Our clients often notice and alert us to emails that mention security or authentication but are fraudulent. Here’s a screenshot from a recent phishing email that was making the rounds. Since they are (after all) bad guys, they unscrupulously use trusted companies’ branding to convince you that you need to log in to the product:

dmarc 1

dmarc 2

This type of message is designed to make you think that you’ve already been hacked, trying to get you to act instinctively to remedy the problem. The main part of this message is a giant QR code that looks like it’s for use with an authenticator app, but could be a link to any malicious server.

Another very common tactic is the recent campaign telling people that their account is going to run out of storage and that you need to request an increase in your storage. That campaign is just a numbers game though, betting that a lot of people have full inboxes and are close to their storage limit (which is true).

As your security partners, we see a lot of email scams and can draw on what we see across our clients to help us understand the threats. Of course, an email security platform like Proofpoint has far more email to scan and analyze, so they’re able to understand the patterns behind the threats in a more quantitative fashion—through the use of algorithms and security protocols.

A Brief Look at DMARC and Anti-Spoofing

DMARC is the latest standard for stopping spoofing, a tactic used by fraudsters to send mail that looks like it comes from someone else’s address. It combines two checks of the domain that sends the email, trying to authenticate that the email came from the domain that it says that it did. It can either do this by a) demonstrating that it came from a sender that the domain acknowledges as its own user on its own server, or b) by demonstrating that it has a cryptographic signature that was placed by the server.

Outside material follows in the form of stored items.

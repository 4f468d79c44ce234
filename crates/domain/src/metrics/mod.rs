use crate::entities::NUM_REWARDS;
use rust_decimal::Decimal;
use serde::{Deserialize, Serialize};

pub mod apr;
pub mod position;

pub use apr::{AprInputs, RewardEmission, SECONDS_PER_YEAR, estimate_apr};
pub use position::{
    MAX_LEVERAGE, distribution, has_collectible_fees, has_collectible_rewards, leverage,
};

/// Split of a position's value between its two tokens at the current price.
#[derive(Debug, Clone, Copy, PartialEq, Eq, Default, Serialize, Deserialize)]
pub struct Distribution {
    /// Token A held, in token units.
    pub amount_a: Decimal,
    /// Share of value held as token A.
    pub frac_a: Decimal,
    /// Token B held, in token units.
    pub amount_b: Decimal,
    /// Share of value held as token B.
    pub frac_b: Decimal,
    /// Whole position valued in token A.
    pub total_in_a: Decimal,
    /// Whole position valued in token B.
    pub total_in_b: Decimal,
}

/// Annualised yield estimate as fractions (0.25 = 25%).
#[derive(Debug, Clone, Copy, PartialEq, Eq, Default, Serialize, Deserialize)]
pub struct EstimatedApr {
    pub fee: Decimal,
    pub rewards: [Decimal; NUM_REWARDS],
}

impl EstimatedApr {
    /// Neutral estimate returned for degenerate inputs.
    pub const ZERO: Self = Self {
        fee: Decimal::ZERO,
        rewards: [Decimal::ZERO; NUM_REWARDS],
    };

    pub fn total(&self) -> Decimal {
        self.rewards.iter().fold(self.fee, |acc, reward| acc + *reward)
    }
}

Without going deep into the details: if it can pass one or the other test (SPF or DKIM), the spam filter will let it through, but if it can’t pass both, the spam filter will block or quarantine the message. If these checks aren’t in place, the receiver of the email basically trusts that the email came from where it says that it came from.

Then How Does Spam Still Get Through?

Despite these advances in authentication, attackers always find a way to exploit an unmoderated platform. Asking a server if it really sent the email, or looking up that the person who sent it really is with the company is a pretty solid way of authenticating that the email isn’t impersonating a sender. Of course, there are other ways to impersonate someone, like compromising a typical user’s account.

In the case of the Microsoft-branded phishing email above, there’s something more problematic going on, because the sender was just a normal user at a property management company. Presumably, the account owner isn’t secretly a phisher or criminal, but their account has already been compromised. Chaining these attacks together are a way that the bad guys evade detection because, as a normal, everyday user, that email account does not (yet) have a bad reputation and is more likely to make it through spam filters. This means that it’ll pass a DMARC’s tests, and will get past content scanning because most of the text is part of an image file, instead of plain text. While there are other security measures in place, every measure taken will have some kind of flaw that lets some bad ones through.